Routenplanung zur Dekarbonisierung
Wirkungsvoll: Klimaschutzmaßnahmen zusammen betrachten und planen
Wasserstoff, Photovoltaik, Biomasse oder Wärmepumpe – für die Dekarbonisierung stehen Unternehmen viele Technologien und Möglichkeiten zur Verfügung. Auf welche sollten sie setzen? Leider gibt es nicht die eine Lösung.
Dieser Artikel beschreibt, worauf es ankommt, um die wirkungsvollsten Maßnahmen für das eigene Unternehmen zu finden und Fehlinvestitionen zu vermeiden. Nur die ganzheitliche Betrachtung erlaubt ein methodisches Planen auf dem Weg zur Dekarbonisierung des ganzen Unternehmens.
Die Dekarbonisierung beschreibt den Prozess zur Reduzierung der CO2-Emissionen. Sie besteht grundsätzlich aus drei Komponenten: Reduktion, Substitution und Kompensation. Sinnvoll ist es, diese auch in dieser Reihenfolge anzugehen.
Für die Reduktion braucht es in erster Linie Daten zu Energieflüssen und -verbräuchen im Unternehmen sowie eine CO2-Bilanz. Denn das schafft die nötige Transparenz, um Ansatzpunkte für Effizienzmaßnahmen sichtbar zu machen. Gleichzeitig legen Unternehmen damit die Basis, auf der sie konkrete Klimaschutzziele definieren und einen Plan entwickeln können, um diese Ziele zu erreichen.

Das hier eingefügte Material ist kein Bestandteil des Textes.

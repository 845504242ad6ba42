use crate::ConnectivityState;

use std::sync::atomic::{AtomicBool, Ordering};
use std::sync::{Arc, Mutex, PoisonError};

use log::info;
use tokio::sync::broadcast;

const TRANSITION_BUFFER: usize = 16;

/// Relays the environment's online/offline signal.
///
/// Reads are lock-free; `set` is serialized so subscribers observe
/// transitions in the order they happened.
#[derive(Clone)]
pub struct ConnectivityMonitor {
    inner: Arc<MonitorInner>,
}

struct MonitorInner {
    online: AtomicBool,
    write_lock: Mutex<()>,
    transitions: broadcast::Sender<ConnectivityState>,
}

impl ConnectivityMonitor {
    pub fn new(initial: ConnectivityState) -> Self {
        let (transitions, _) = broadcast::channel(TRANSITION_BUFFER);
        Self {
            inner: Arc::new(MonitorInner {
                online: AtomicBool::new(initial.is_online()),
                write_lock: Mutex::new(()),
                transitions,
            }),
        }
    }

    pub fn state(&self) -> ConnectivityState {
        ConnectivityState::from_online(self.is_online())
    }

    pub fn is_online(&self) -> bool {
        self.inner.online.load(Ordering::SeqCst)
    }

    /// Record an environment signal. Returns true if it was a transition.
    pub fn set(&self, state: ConnectivityState) -> bool {
        let _guard = self
            .inner
            .write_lock
            .lock()
            .unwrap_or_else(PoisonError::into_inner);

        let was_online = self.inner.online.swap(state.is_online(), Ordering::SeqCst);
        if was_online == state.is_online() {
            return false;
        }

        info!("Connectivity changed: {:?}", state);
        // No subscribers is fine
        let _ = self.inner.transitions.send(state);
        true
    }

    /// Receive every subsequent transition.
    pub fn subscribe(&self) -> broadcast::Receiver<ConnectivityState> {
        self.inner.transitions.subscribe()
    }
}
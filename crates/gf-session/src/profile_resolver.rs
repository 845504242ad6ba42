use crate::{ConnectivityMonitor, IsRetryable, ProfileStore, Result as SessionResult, SessionError};

use gf_core::{Identity, ProfileRecord};
use log::{debug, warn};

/// Resolves the profile of a freshly signed-in identity, creating a
/// default one the first time the identity is seen.
#[derive(Clone)]
pub struct ProfileResolver {
    profiles: ProfileStore,
    connectivity: ConnectivityMonitor,
}

impl ProfileResolver {
    pub fn new(profiles: ProfileStore, connectivity: ConnectivityMonitor) -> Self {
        Self {
            profiles,
            connectivity,
        }
    }

    pub fn profiles(&self) -> &ProfileStore {
        &self.profiles
    }

    pub async fn resolve(&self, identity: &Identity) -> SessionResult<ProfileRecord> {
        if !self.connectivity.is_online() {
            return Err(SessionError::offline_error("load your profile"));
        }

        match self.profiles.get(&identity.id).await {
            Ok(record) => Ok(record),
            Err(SessionError::ProfileNotFound { .. }) => Ok(self.create_default(identity).await),
            Err(e) => Err(e),
        }
    }

    /// The remote write is best-effort: the synthesized record is used
    /// locally whether or not it was persisted.
    async fn create_default(&self, identity: &Identity) -> ProfileRecord {
        let record = ProfileRecord::default_for(identity);

        if !self.connectivity.is_online() {
            warn!(
                "Offline while creating profile for {}; using it locally without writing",
                identity.id
            );
            return record;
        }

        debug!("No profile for {}, creating default", identity.id);
        if let Err(e) = self.profiles.create(&record).await {
            warn!("Default profile for {} was not persisted: {}", identity.id, e);
        }
        record
    }
}
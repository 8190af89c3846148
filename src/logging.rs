//! Tracing subscriber setup shared by the binaries.

use tracing_subscriber::EnvFilter;

use crate::error::{OlapError, OlapResult};

/// Filter used when `RUST_LOG` is unset or invalid.
pub const DEFAULT_FILTER: &str = "info";

/// Install a `fmt` subscriber writing to stderr, filtered by `RUST_LOG`.
///
/// Stdout is left to the report itself. Fails if a global subscriber is already set.
pub fn init_tracing() -> OlapResult<()> {
    let filter =
        EnvFilter::try_from_default_env().unwrap_or_else(|_| EnvFilter::new(DEFAULT_FILTER));
    tracing_subscriber::fmt()
        .with_env_filter(filter)
        .with_writer(std::io::stderr)
        .with_target(false)
        .try_init()
        .map_err(|err| OlapError::Logging(err.to_string()))
}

Aufgrund von Zeitmangel und/oder fehlender personeller Ressourcen wird eine solche langfristige Planung oft nicht realisiert oder nur hinsichtlich singulärer Maßnahmen betrachtet. Die Umsetzung von Einzelmaßnahmen oder auch “low hanging fruits” ist anfangs meist sehr wirkungsvoll, doch wenn es um weitere Maßnahmen zur Erreichung der Klimaschutz- oder anderer Unternehmensziele geht, erweist sich manches im Nachhinein als nicht optimale Lösung.
Das liegt daran, dass das Thema Energie meist viele Unternehmensbereiche betrifft. Zudem haben entsprechende Maßnahmen oft nicht nur unternehmensweite, sondern auch sektorenübergreifende Auswirkungen, d. h., sie können Strom, Wärme und Kälte sowie Gas und Mobilität betreffen.

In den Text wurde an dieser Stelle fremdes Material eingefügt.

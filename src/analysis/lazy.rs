//! Query backend built on the Polars lazy API.

use polars::prelude::*;

use super::columns::*;
use super::{Query, QueryBackend, WEEKDAY, WEEKEND};
use crate::error::OlapResult;
use crate::generate::round2;
use crate::types::{StarFrames, StarTable};

/// Runs the catalogue as Polars lazy plans over borrowed frames.
#[derive(Debug, Clone, Copy)]
pub struct LazyBackend<'a> {
    frames: &'a StarFrames,
}

impl<'a> LazyBackend<'a> {
    pub fn new(frames: &'a StarFrames) -> Self {
        Self { frames }
    }

    /// The fact table inner-joined to each of `dims` on its key column.
    fn facts_with(&self, dims: &[StarTable]) -> LazyFrame {
        dims.iter().fold(self.frames.sales.clone().lazy(), |lf, dim| {
            let key = dim.key_column();
            lf.join(
                self.frames.get(*dim).clone().lazy(),
                [col(key)],
                [col(key)],
                JoinArgs::new(JoinType::Inner),
            )
        })
    }

    fn plan(&self, query: &Query) -> OlapResult<LazyFrame> {
        let by_sales_desc = |key: &str| {
            (
                [TOTAL_SALES.to_string(), key.to_string()],
                SortMultipleOptions::default().with_order_descending_multi([true, false]),
            )
        };

        let lf = match query {
            Query::RowCount(table) => {
                let rows = self.frames.get(*table).height() as i64;
                df!(ROW_COUNT => [rows])?.lazy()
            }
            Query::SalesByYear => self
                .facts_with(&[StarTable::Time])
                .group_by([col("year")])
                .agg([
                    col("gross_sales").sum().alias(TOTAL_SALES),
                    col("profit").sum().alias(TOTAL_PROFIT),
                    col("quantity").sum().alias(TOTAL_QUANTITY),
                ])
                .sort(["year"], SortMultipleOptions::default()),
            Query::SalesByQuarter => self
                .facts_with(&[StarTable::Time])
                .group_by([col("year"), col("quarter")])
                .agg([
                    col("gross_sales").sum().alias(TOTAL_SALES),
                    col("profit").sum().alias(TOTAL_PROFIT),
                ])
                .sort(["year", "quarter"], SortMultipleOptions::default()),
            Query::WeekendVsWeekday => self
                .facts_with(&[StarTable::Time])
                .with_column(
                    when(col("is_weekend"))
                        .then(lit(WEEKEND))
                        .otherwise(lit(WEEKDAY))
                        .alias(DAY_TYPE),
                )
                .group_by([col(DAY_TYPE)])
                .agg([
                    col("gross_sales").sum().alias(TOTAL_SALES),
                    col("gross_sales").mean().alias(AVG_SALES),
                    col("quantity").sum().alias(TOTAL_QUANTITY),
                    col("quantity").cast(DataType::Float64).mean().alias(AVG_QUANTITY),
                ])
                .sort([DAY_TYPE], SortMultipleOptions::default()),
            Query::SalesByRegion => {
                let (by, opts) = by_sales_desc("region");
                self.facts_with(&[StarTable::Geography])
                    .group_by([col("region")])
                    .agg([
                        col("gross_sales").sum().alias(TOTAL_SALES),
                        col("profit").sum().alias(TOTAL_PROFIT),
                        col("quantity").sum().alias(TOTAL_QUANTITY),
                    ])
                    .sort(by, opts)
            }
            Query::TopCountries { limit } => {
                let (by, opts) = by_sales_desc("country");
                self.facts_with(&[StarTable::Geography])
                    .group_by([col("country")])
                    .agg([
                        col("gross_sales").sum().alias(TOTAL_SALES),
                        col("profit").sum().alias(TOTAL_PROFIT),
                    ])
                    .sort(by, opts)
                    .limit(*limit as IdxSize)
            }
            Query::SalesByCategory => {
                let (by, opts) = by_sales_desc("category");
                self.facts_with(&[StarTable::Product])
                    .group_by([col("category")])
                    .agg([
                        col("gross_sales").sum().alias(TOTAL_SALES),
                        col("profit").sum().alias(TOTAL_PROFIT),
                        col("quantity").sum().alias(TOTAL_QUANTITY),
                    ])
                    .sort(by, opts)
            }
            Query::ProfitMarginByCategory => self
                .facts_with(&[StarTable::Product])
                .group_by([col("category")])
                .agg([
                    (col("profit").sum() / col("gross_sales").sum() * lit(100.0))
                        .alias(PROFIT_MARGIN_PCT),
                ])
                .sort(
                    [PROFIT_MARGIN_PCT, "category"],
                    SortMultipleOptions::default().with_order_descending_multi([true, false]),
                ),
            Query::TopProducts { limit } => {
                let (by, opts) = by_sales_desc("product_name");
                self.facts_with(&[StarTable::Product])
                    .group_by([col("product_name")])
                    .agg([
                        col("gross_sales").sum().alias(TOTAL_SALES),
                        col("quantity").sum().alias(TOTAL_QUANTITY),
                    ])
                    .sort(by, opts)
                    .limit(*limit as IdxSize)
            }
            Query::SalesByCustomerType => {
                let (by, opts) = by_sales_desc("customer_type");
                self.facts_with(&[StarTable::Customer])
                    .group_by([col("customer_type")])
                    .agg([
                        col("gross_sales").sum().alias(TOTAL_SALES),
                        col("gross_sales").mean().alias(AVG_SALES_PER_ORDER),
                        col("profit").sum().alias(TOTAL_PROFIT),
                        col("profit").mean().alias(AVG_PROFIT_PER_ORDER),
                        col("customer_key")
                            .n_unique()
                            .cast(DataType::Int64)
                            .alias(UNIQUE_CUSTOMERS),
                    ])
                    .sort(by, opts)
            }
            Query::Categories => self
                .frames
                .product
                .clone()
                .lazy()
                .select([col("category").unique()])
                .sort(["category"], SortMultipleOptions::default()),
            Query::RegionCategoryPivot { categories } => {
                let cells: Vec<Expr> = categories
                    .iter()
                    .map(|category| {
                        when(col("category").eq(lit(category.as_str())))
                            .then(col("gross_sales"))
                            .otherwise(lit(0.0))
                            .sum()
                            .alias(category.as_str())
                    })
                    .collect();
                self.facts_with(&[StarTable::Geography, StarTable::Product])
                    .group_by([col("region")])
                    .agg(cells)
                    .sort(["region"], SortMultipleOptions::default())
            }
            Query::TopRegion => {
                let (by, opts) = by_sales_desc("region");
                self.facts_with(&[StarTable::Geography])
                    .group_by([col("region")])
                    .agg([col("gross_sales").sum().alias(TOTAL_SALES)])
                    .sort(by, opts)
                    .limit(1)
            }
            Query::MonthlyTrend { region } => self
                .facts_with(&[StarTable::Time, StarTable::Geography])
                .filter(col("region").eq(lit(region.as_str())))
                .group_by([col("year"), col("month")])
                .agg([col("gross_sales").sum().alias(TOTAL_SALES)])
                .sort(["year", "month"], SortMultipleOptions::default()),
        };
        Ok(lf)
    }
}

impl QueryBackend for LazyBackend<'_> {
    fn name(&self) -> &'static str {
        "lazy"
    }

    fn run(&self, query: &Query) -> OlapResult<DataFrame> {
        let df = self.plan(query)?.collect()?;
        round_money(df)
    }
}

/// Round every `Float64` column to cents.
pub fn round_money(mut df: DataFrame) -> OlapResult<DataFrame> {
    let names: Vec<String> = df
        .get_column_names()
        .iter()
        .map(|name| name.to_string())
        .collect();
    for name in names {
        let column = df.column(&name)?;
        if column.dtype() != &DataType::Float64 {
            continue;
        }
        let rounded = column
            .as_materialized_series()
            .f64()?
            .apply_values(round2)
            .into_series()
            .with_name(name.as_str().into());
        df.with_column(rounded.into())?;
    }
    Ok(df)
}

Planung verhindert Fehlinvestitionen
Mit einer langfristigen Planung hingegen ist der Dekarbonisierungsweg klar, wesentliche Maßnahmen sind aufeinander abgestimmt und zahlen auf dasselbe Ziel ein oder es entstehen sogar Synergien. Den Nutzen eines solchen Konzepts hat auch die Regierung erkannt und sogenannte Transformationskonzepte in die Bundesförderung für Energie- und Ressourceneffizienz in der Wirtschaft (EEW) aufgenommen. Die Förderung macht es für Unternehmen noch interessanter, das Thema zeitnah anzugehen.
Fördermittel für Transformationskonzepte
Ein Transformationskonzept beschreibt eine langfristige Strategie zur Reduzierung der Treibhausgas-Emissionen. Es ist förderfähig, wenn es folgende Komponenten beinhaltet:
- eine aktuelle Treibhausgas-Bilanz,
- eine Beschreibung des Soll-Zustands in zehn Jahren mit um mindestens 40 % geringeren Emissionen im Vergleich zur aktuellen Bilanz,
- einen Maßnahmenplan zur Erreichung des Soll-Zustands mit mindestens einer nach EEW förderfähigen Maßnahme,
- das Ziel, spätestens im Jahr 2045 die CO2-Neutralität zu erreichen,
- eine Beschreibung, wie das Unternehmen das Transformationskonzept in seiner Struktur verankert.
Antragsberechtigt sind praktisch alle Unternehmen. Förderfähig sind die Kosten für die Erstellung und Zertifizierung der CO2-Bilanz, für Energie- und andere Beratungstätigkeiten sowie für Messungen, Datenerhebungen und -beschaffungen und weitere Aktivitäten, z. B. eine unternehmensübergreifende Beratung, die mit der Erstellung des Transformationskonzeptes zusammenhängen.
Die Förderquote beträgt für kleinere Unternehmen 60 %, für mittlere Unternehmen 50 % und für Großunternehmen 40 %, maximal 50.000 €. Für Unternehmen, die nachweislich an einem Netzwerk der Initiative Energieeffizienz- und Klimaschutz-Netzwerke teilnehmen, erhöht sich die Förderquote und -summe.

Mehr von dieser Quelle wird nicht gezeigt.